Rationale: In diabetic animals as well as high glucose cell culture conditions, eNOS (endothelial NO synthase) is heavily O-linked-N-acetylglucosaminylated (O-GlcNAcylated), which inhibits its phosphorylation and NO production. It is unknown, however, whether varied blood flow conditions, which affect eNOS phosphorylation, modulate eNOS activity via O-GlcNAcylation-dependent mechanisms. Objective: The goal of this study was to test if steady laminar flow, but not oscillating disturbed flow, decreases eNOS O-GlcNAcylation, thereby elevating eNOS phosphorylation and NO production. Methods and Results: Human umbilical vein endothelial cells were exposed to either laminar flow (20 dynes/cm 2 shear stress) or oscillating disturbed flow (4±6 dynes/cm 2 shear stress) for 24 hours in a cone-and-plate device. eNOS O-GlcNAcylation was almost completely abolished in cells exposed to steady laminar but not oscillating disturbed flow. Interestingly, there was no change in protein level or activity of key O-GlcNAcylation enzymes (OGT [O-GlcNAc transferase], OGA [O-GlcNAcase], or GFAT [glucosamine-fructose-6-phosphate aminotransferase]). Instead, metabolomics data suggest that steady laminar flow decreases glycolysis and hexosamine biosynthetic pathway activity, thereby reducing UDP-GlcNAc (uridine diphosphate N-acetylglucosamine) pool size and consequent O-GlcNAcylation.
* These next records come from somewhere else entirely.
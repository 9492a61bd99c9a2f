// This Source Code Form is subject to the terms of the Mozilla Public
// License, v. 2.0. If a copy of the MPL was not distributed with this
// file, You can obtain one at https://mozilla.org/MPL/2.0/.

//! Decode session
//!
//! One [`Session`] walks one opened model: hierarchy first, then walls,
//! then the doors and windows they host, then everything else. Failures
//! of single elements become warnings.

use crate::error::{ImportError, Result};
use crate::guard::ModelGuard;
use crate::hierarchy::{entity_uuid, read_hierarchy, Hierarchy, StoreyEntry};
use crate::options::ImportOptions;
use crate::result::{ImportResult, ImportStats};
use ifc_bim_geometry::{mesh_bounds, resolve_placement, GeometryRouter, WorldPlacement};
use ifc_bim_model::{
    BimElement, Bounds3, DecodedEntity, ElementData, ElementType, EntityId, EntityResolver,
    GeometryKernel, IfcModel, IfcType, Opening,
};
use rustc_hash::FxHashMap;

/// Entity types decoded for each element type, in decode order
const DECODE_ORDER: [(ElementType, &[IfcType]); 8] = [
    (ElementType::Wall, &[IfcType::IfcWall, IfcType::IfcWallStandardCase]),
    (ElementType::Door, &[IfcType::IfcDoor]),
    (ElementType::Window, &[IfcType::IfcWindow]),
    (ElementType::Slab, &[IfcType::IfcSlab]),
    (ElementType::Column, &[IfcType::IfcColumn]),
    (
        ElementType::Furniture,
        &[
            IfcType::IfcFurnishingElement,
            IfcType::IfcFurniture,
            IfcType::IfcBuildingElementProxy,
        ],
    ),
    (ElementType::Space, &[IfcType::IfcSpace]),
    (ElementType::Stair, &[IfcType::IfcStair]),
];

/// Opening to add to a decoded wall once all fillings are known
pub(crate) struct PendingOpening {
    pub wall: usize,
    pub opening: Opening,
}

pub(crate) struct Session<'m> {
    pub model: &'m ModelGuard,
    pub options: &'m ImportOptions,
    pub router: GeometryRouter,
    pub unit_scale: f64,
    pub hierarchy: Hierarchy,
    /// Wall entity -> index into `elements`
    pub walls: FxHashMap<EntityId, usize>,
    pub openings: Vec<PendingOpening>,
    pub elements: Vec<BimElement>,
    pub warnings: Vec<String>,
    pub stats: ImportStats,
}

impl<'m> Session<'m> {
    pub fn new(model: &'m ModelGuard, options: &'m ImportOptions) -> Self {
        let unit_scale = model.unit_scale();
        let hierarchy = read_hierarchy(model.resolver(), unit_scale);
        let stats = ImportStats {
            entity_count: model.resolver().entity_count(),
            ..ImportStats::default()
        };

        Self {
            model,
            options,
            router: GeometryRouter::with_unit_scale(unit_scale)
                .with_output(options.coordinate_system),
            unit_scale,
            hierarchy,
            walls: FxHashMap::default(),
            openings: Vec::new(),
            elements: Vec::new(),
            warnings: Vec::new(),
            stats,
        }
    }

    pub fn resolver(&self) -> &'m dyn EntityResolver {
        self.model.resolver()
    }

    pub fn run(mut self) -> ImportResult {
        if self.hierarchy.storeys.is_empty() {
            self.warn("No building storeys found; elements cannot be placed".to_string());
        }

        for (element_type, ifc_types) in DECODE_ORDER {
            if !self.options.imports(element_type) {
                continue;
            }
            for ifc_type in ifc_types {
                for entity in self.resolver().entities_by_type(ifc_type) {
                    self.decode_one(element_type, &entity);
                }
            }
        }
        self.attach_openings();

        log::debug!(
            "Decoded {} elements, skipped {}",
            self.stats.total_imported(),
            self.stats.total_skipped()
        );

        ImportResult {
            project: self.hierarchy.project,
            site: self.hierarchy.site,
            building: self.hierarchy.building,
            storeys: self.hierarchy.storeys,
            elements: self.elements,
            warnings: self.warnings,
            stats: self.stats,
            metadata: self.model.metadata().clone(),
        }
    }

    fn decode_one(&mut self, element_type: ElementType, entity: &DecodedEntity) {
        match self.decode_element(element_type, entity) {
            Ok(element) => {
                if matches!(element.data, ElementData::Wall(_)) {
                    self.walls.insert(entity.id, self.elements.len());
                }
                self.elements.push(element);
                self.stats.record_imported(element_type);
            }
            Err(e) => {
                self.warn(format!("Failed to parse {element_type} {}: {e}", entity.id));
                self.stats.record_skipped(element_type);
            }
        }
    }

    fn decode_element(
        &mut self,
        element_type: ElementType,
        entity: &DecodedEntity,
    ) -> Result<BimElement> {
        let storey = self
            .storey_of(entity.id)
            .ok_or_else(|| ImportError::invalid("no parent storey found"))?;

        let id = entity_uuid(entity);
        let mut element = match element_type {
            ElementType::Wall => self.decode_wall(entity, &storey)?,
            ElementType::Door | ElementType::Window => {
                self.decode_fill(entity, id, element_type, &storey)?
            }
            ElementType::Slab => self.decode_slab(entity, &storey)?,
            ElementType::Column => self.decode_column(entity, &storey)?,
            ElementType::Counter | ElementType::Furniture => {
                self.decode_furniture(entity, &storey)?
            }
            ElementType::Space => self.decode_space(entity, &storey)?,
            ElementType::Stair => self.decode_stair(entity, &storey)?,
        };

        element.id = id;
        element.parent_storey_id = Some(storey.id);
        element.name = entity
            .get_string(2)
            .map(str::trim)
            .filter(|s| !s.is_empty())
            .map(str::to_string)
            .unwrap_or_else(|| format!("{} {}", entity.ifc_type.name(), entity.id));
        if self.options.import_property_sets {
            element.property_sets = self.model.properties().property_sets(entity.id);
        }
        Ok(element)
    }

    /// Containing storey, or the lowest storey when containment is missing
    fn storey_of(&self, entity: EntityId) -> Option<StoreyEntry> {
        self.model
            .relations()
            .containing_structure(entity)
            .and_then(|structure| self.hierarchy.entries.get(&structure).copied())
            .or_else(|| self.hierarchy.first_storey())
    }

    /// Each decoded door and window becomes an opening of its host wall
    fn attach_openings(&mut self) {
        for pending in std::mem::take(&mut self.openings) {
            let host = self.elements.get_mut(pending.wall).map(|e| &mut e.data);
            if let Some(ElementData::Wall(wall)) = host {
                wall.openings.push(pending.opening);
            }
        }
    }

    pub fn warn(&mut self, message: String) {
        log::warn!("{message}");
        self.warnings.push(message);
    }

    /// Object placement in metres; identity when absent
    pub fn world_placement(&self, entity: &DecodedEntity) -> WorldPlacement {
        entity
            .get_ref(5)
            .map(|p| resolve_placement(self.resolver(), p))
            .unwrap_or_default()
            .scaled(self.unit_scale)
    }

    /// Z-up world box of the element's meshes, metres
    pub fn world_bounds(&self, entity: &DecodedEntity) -> Option<Bounds3> {
        let meshes = self.router.element_meshes(self.resolver(), entity.id);
        mesh_bounds(&meshes, self.router.output_convention())
    }
}

/// Decode an opened model
pub(crate) fn decode_model(model: &ModelGuard, options: &ImportOptions) -> ImportResult {
    Session::new(model, options).run()
}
Inhibition of glycolysis via 2-deoxy-2-glucose in cells exposed to disturbed flow efficiently decreased eNOS O-GlcNAcylation, thereby increasing eNOS phosphorylation and NO production. Finally, we detected significantly higher O-GlcNAcylated proteins in endothelium of the inner aortic arch in mice, suggesting that disturbed flow increases protein O-GlcNAcylation in vivo. Conclusions: Our data demonstrate that steady laminar but not oscillating disturbed flow decreases eNOS O-GlcNAcylation by limiting glycolysis and UDP-GlcNAc substrate availability, thus enhancing eNOS phosphorylation and NO production. This research shows for the first time that O-GlcNAcylation is regulated by mechanical stimuli, relates flow-induced glycolytic reductions to macrovascular disease, and highlights targeting hexosamine biosynthetic pathway metabolic enzymes in endothelial cells as a novel therapeutic strategy to restore eNOS activity and prevent endothelial cell dysfunction in cardiovascular disease.